Sunday, September 23, 2007
Statistical methods of text analysis have become increasingly sophisticated over the years. A good example is automated topic analysis using latent models, two variants of which are Probabilistic latent semantic analysis and Latent Dirichlet Allocation.
Earlier this year, Amit Gruber, a Ph.D. student at the Hebrew University of Jerusalem, presented a technique for analyzing the topical content of text at the Eleventh International Conference on Artificial Intelligence and Statistics in Puerto Rico.
Gruber's approach, dubbed Hidden Topic Markov Models (HTMM), was developed in collaboration with Michal Rosen-Zvi and Yair Weiss. It differs notably from others in that, rather than treat each document as a single "bag of words," it imposes a temporal Markov structure on the document.
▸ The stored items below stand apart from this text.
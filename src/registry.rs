//! Name-keyed registries for pluggable components.
//!
//! A registry is built once with [`RegistryBuilder`], frozen with
//! [`RegistryBuilder::build`], and from then on only answers lookups.

use crate::data::DataLoader;
use crate::error::{DoraError, Result};
use crate::models::OutlierDetection;
use std::collections::BTreeMap;

/// Registry of detection algorithms keyed by name.
pub type AlgorithmRegistry = Registry<dyn OutlierDetection>;

/// Registry of data loaders keyed by name.
pub type DataLoaderRegistry = Registry<dyn DataLoader>;

/// Mutable stage of a registry: accepts registrations only.
pub struct RegistryBuilder<T: ?Sized> {
    kind: &'static str,
    entries: BTreeMap<String, Box<T>>,
}

impl<T: ?Sized> RegistryBuilder<T> {
    /// `kind` names the component type in error messages.
    pub fn new(kind: &'static str) -> Self {
        Self {
            kind,
            entries: BTreeMap::new(),
        }
    }

    /// Bind `name` to `implementation`. Fails if the name is taken.
    pub fn register(&mut self, name: impl Into<String>, implementation: Box<T>) -> Result<()> {
        let name = name.into();
        if self.entries.contains_key(&name) {
            return Err(DoraError::DuplicateName {
                kind: self.kind,
                name,
            });
        }
        self.entries.insert(name, implementation);
        Ok(())
    }

    /// Freeze the registry.
    pub fn build(self) -> Registry<T> {
        Registry {
            kind: self.kind,
            entries: self.entries,
        }
    }
}

/// Frozen registry: lookups only.
pub struct Registry<T: ?Sized> {
    kind: &'static str,
    entries: BTreeMap<String, Box<T>>,
}

impl<T: ?Sized> Registry<T> {
    pub fn resolve(&self, name: &str) -> Result<&T> {
        self.entries
            .get(name)
            .map(|entry| entry.as_ref())
            .ok_or_else(|| DoraError::not_found(self.kind, name))
    }

    pub fn contains(&self, name: &str) -> bool {
        self.entries.contains_key(name)
    }

    /// Registered names in sorted order.
    pub fn names(&self) -> Vec<&str> {
        self.entries.keys().map(String::as_str).collect()
    }

    pub fn len(&self) -> usize {
        self.entries.len()
    }

    pub fn is_empty(&self) -> bool {
        self.entries.is_empty()
    }

    pub fn kind(&self) -> &'static str {
        self.kind
    }
}

#[cfg(test)]
mod tests {
    use super::*;

    trait Greeter {
        fn greet(&self) -> String;
    }

    struct Fixed(&'static str);

    impl Greeter for Fixed {
        fn greet(&self) -> String {
            self.0.to_string()
        }
    }

    fn builder() -> RegistryBuilder<dyn Greeter> {
        RegistryBuilder::new("greeter")
    }

    #[test]
    fn test_register_and_resolve_distinct_names() {
        let mut builder = builder();
        builder.register("a", Box::new(Fixed("alpha"))).unwrap();
        builder.register("b", Box::new(Fixed("beta"))).unwrap();
        let registry = builder.build();

        assert_eq!(registry.resolve("a").unwrap().greet(), "alpha");
        assert_eq!(registry.resolve("b").unwrap().greet(), "beta");
        assert_eq!(registry.names(), vec!["a", "b"]);
        assert_eq!(registry.len(), 2);
    }

    #[test]
    fn test_duplicate_name_rejected() {
        let mut builder = builder();
        builder.register("a", Box::new(Fixed("first"))).unwrap();
        let err = builder.register("a", Box::new(Fixed("second"))).unwrap_err();
        assert!(matches!(
            err,
            DoraError::DuplicateName { kind: "greeter", ref name } if name == "a"
        ));

        // The original binding survives the rejected registration.
        let registry = builder.build();
        assert_eq!(registry.resolve("a").unwrap().greet(), "first");
    }

    #[test]
    fn test_unknown_name_is_not_found() {
        let registry = builder().build();
        let err = registry.resolve("nonexistent").err().unwrap();
        assert!(matches!(
            err,
            DoraError::NotFound { kind: "greeter", ref name } if name == "nonexistent"
        ));
        assert!(!registry.contains("nonexistent"));
        assert!(registry.is_empty());
    }
}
In this way, it is able to account for shifting topics within a document, and in so doing, provides a topic segmentation within the document, and also seems to effectively distinguish among multiple senses that the same word may have in different contexts within the same document.
Amit is currently a doing graduate internship at Google. As part of his project, he has developed a fresh implementation of his method in C++. We are pleased to release it as the OpenHTMM package to the research community under the Apache 2 license, in the hopes that it will be of general interest and facilitate further research in this area.